[Collection entries]
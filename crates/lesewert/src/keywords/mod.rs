//! Keyword extraction.
//!
//! Two sources can feed the analysis pipeline: the TextRazor API when it is
//! configured and returns usable topics, and local frequency analysis as the
//! fallback. [`KeywordSource`] records which source produced the final list
//! so results can report their provenance.
//!
//! # Examples
//!
//! ```
//! use lesewert::keywords::KeywordSource;
//! use lesewert::types::AnalysisMethod;
//!
//! let source = KeywordSource::select(None, "keyword extraction with frequency counts");
//! assert_eq!(source.method(), AnalysisMethod::Basic);
//! assert!(source.keywords().contains(&"keyword".to_string()));
//! ```

pub mod frequency;

pub use frequency::{MAX_LOCAL_KEYWORDS, extract_keywords};

use crate::types::AnalysisMethod;

/// A keyword list together with the provenance of its extraction.
#[derive(Debug, Clone, PartialEq, Eq)]
pub enum KeywordSource {
    /// Keywords delivered by the external TextRazor service.
    External(Vec<String>),
    /// Keywords computed by local frequency analysis.
    Local(Vec<String>),
}

impl KeywordSource {
    /// Choose between externally supplied keywords and local extraction.
    ///
    /// External keywords win only when present and non-empty; any other
    /// outcome falls back to frequency analysis over `text`.
    pub fn select(external: Option<Vec<String>>, text: &str) -> Self {
        match external {
            Some(keywords) if !keywords.is_empty() => Self::External(keywords),
            _ => Self::Local(frequency::extract_keywords(text)),
        }
    }

    /// The analysis method this source reports.
    pub fn method(&self) -> AnalysisMethod {
        match self {
            Self::External(_) => AnalysisMethod::TextRazor,
            Self::Local(_) => AnalysisMethod::Basic,
        }
    }

    /// Borrow the keyword list.
    pub fn keywords(&self) -> &[String] {
        match self {
            Self::External(keywords) | Self::Local(keywords) => keywords,
        }
    }

    /// Consume the source, yielding the keyword list.
    pub fn into_keywords(self) -> Vec<String> {
        match self {
            Self::External(keywords) | Self::Local(keywords) => keywords,
        }
    }
}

#### TO DO:
In the entries above, find each line with the word "provenance" and return it.

#### ANSWER:
//! so results can report their provenance.
/// A keyword list together with the provenance of its extraction.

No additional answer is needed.